Por Martín Félix
Ya me había tardado en incursionar en el cine de Pedro Almodóvar y vaya que estaba dejando algo bastante interesante fuera del foco. Llegando ante mis ojos esta obra de 1999, la cual, no hay que exagerar para comprender su rubro centrado en las dolo/magnificencias de la maternidad.
Llevándola a través de una multifacética odisea trastocada en multitonos cariñosos y otros tantos con sabores a penurias. De un viaje al pasado con mucho poder a entender el porqué de algunas decisiones, de una introspección, de verse reflejado en las acciones de otros y, por supuesto, un aprendizaje, uno constante sobre el sentimiento de amor intrínseco a las mujeres.
Todo sobre mi madre es la representación del fulgor propio de la naturaleza materna que se abre ante nosotros tras una narrativa de la relación entre madre e hijo. Del cultivo de un lazo fortalecido por los años, de la felicidad propia por medio de las esperanzas y la visión de los hijos.

Formándose así esa burbuja entrañable que se quebranta tras la agonía de una pérdida. Misma que detona un recorrido atónito e incluso cruel con la intención de buscar respuestas, de darle sentido a lo que ha pasado y reencontrarse con figuras (otras personas) que den explicación alguna para tratar de hallar reafirmación y sanación espiritual que ayude a mitigar ese desbalance emocional.
He aquí Almodóvar haciendo esta travesía que se desgaja en un ambiente trivial, poco común, digamos fuera de lo cotidiano. Con personajes folclóricos que brillan con luz propia, pero también cargan consigo esa sombra gris, ya que al igual que el personaje principal también arrastran sus lastres de aflicción.
Entonces, más de allá de lo que quizá era una especie de reconstrucción, termina por ser otro ramillete de pruebas a superar, al surgir nuevas preocupaciones que irónicamente serán medicina para recobrar fuerzas, para darle distinta visión al panorama y resarcir esos sentimientos de alguna forma reprimidos. Dando cuerda a un drama tranquilo, empapado de nostalgia, no siendo estruendoso, pero sí acongojante y adolorido, de júbilo y melancolía, mismos que deben ser soportados con carácter.

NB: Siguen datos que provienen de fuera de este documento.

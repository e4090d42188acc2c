//! Deciding which gathered files take part in a job (spec.md §4.F).

use regex::Regex;
use thiserror::Error;

use crate::filesystem::File;
use crate::template::registry::Registry;
use crate::template::TemplateError;

#[derive(Debug, Error)]
pub enum FilterError {
    #[error("invalid filter pattern: {0}")]
    Pattern(#[from] regex::Error),

    #[error("invalid glob pattern: {0}")]
    Glob(String),

    #[error(transparent)]
    Template(#[from] TemplateError),
}

enum FilterSource {
    Pattern(Regex),
    Template(String),
}

/// A single filter: glob or regex match the file name, or evaluate a
/// template against the file and treat the result as a boolean.
pub struct Filter {
    source: FilterSource,
    invert: bool,
}

/// A template's rendered output is truthy unless empty, `"0"`, or a
/// case-insensitive match for `"false"` — the same convention the built-in
/// comparison tags use for their own `"true"`/`"false"` output.
fn is_truthy(rendered: &str) -> bool {
    !(rendered.is_empty() || rendered == "0" || rendered.eq_ignore_ascii_case("false"))
}

impl Filter {
    pub fn glob(pattern: &str, invert: bool) -> Result<Self, FilterError> {
        let glob = wax::Glob::new(pattern).map_err(|err| FilterError::Glob(err.to_string()))?;
        let regex = Regex::new(&glob.regex().to_string())?;
        Ok(Self {
            source: FilterSource::Pattern(regex),
            invert,
        })
    }

    pub fn regex(pattern: &str, invert: bool) -> Result<Self, FilterError> {
        let regex = Regex::new(pattern)?;
        Ok(Self {
            source: FilterSource::Pattern(regex),
            invert,
        })
    }

    pub fn template(source: impl Into<String>, invert: bool) -> Self {
        Self {
            source: FilterSource::Template(source.into()),
            invert,
        }
    }

    pub fn matches(&self, file: &File, registry: &Registry) -> Result<bool, FilterError> {
        let raw = match &self.source {
            FilterSource::Pattern(regex) => regex.is_match(&file.file_name()),
            FilterSource::Template(source) => is_truthy(&crate::template::render(source, registry, file)?),
        };
        Ok(raw != self.invert)
    }
}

Que orilla a la tristeza, pero también exigen valor y estoicismo. Es aquí, en donde el ambiente, al colmarse de otros dolores como lo son las riñas familiares, las enfermedades, adicciones o el embarazo no deseado, funge como ápices de reestructuración, entendiendo que la labor y espíritu de una progenitora no termina, no se deja, ni se abandona, pues se encuentra allí, sustentado en el amor propio, fraternal y verdadero, evolucionando para regenerar la confianza.
Todo, para arrinconar, hacía un final no esperado, lleno de momentos sollozantes, así como agridulces, de despedidas a medias y verdades sumamente lastimeras. Consagrando al amor como un eslabón muy fuerte, retornando al punto de partida pero con distintos sabores de boca y la renovada visión tras una solapa decaída pero a la vez fuerte.
Con una mentalidad nueva, pues razones ahora sobran. A sabiendas de que también lo trágico y lo doloso puede consagrar buenos frutos y que quizá, en algún punto de la vida, también la justicia venga de alguna parte para dar esperanza. La misma que mantiene unidos a quienes de verdad se sienten parte de una familia, que aunque no se es de sangre, refuerzan el cariño auténtico por medio de las experiencias y la superación, dejando como último incentivo que ser madre es una premisa para siempre.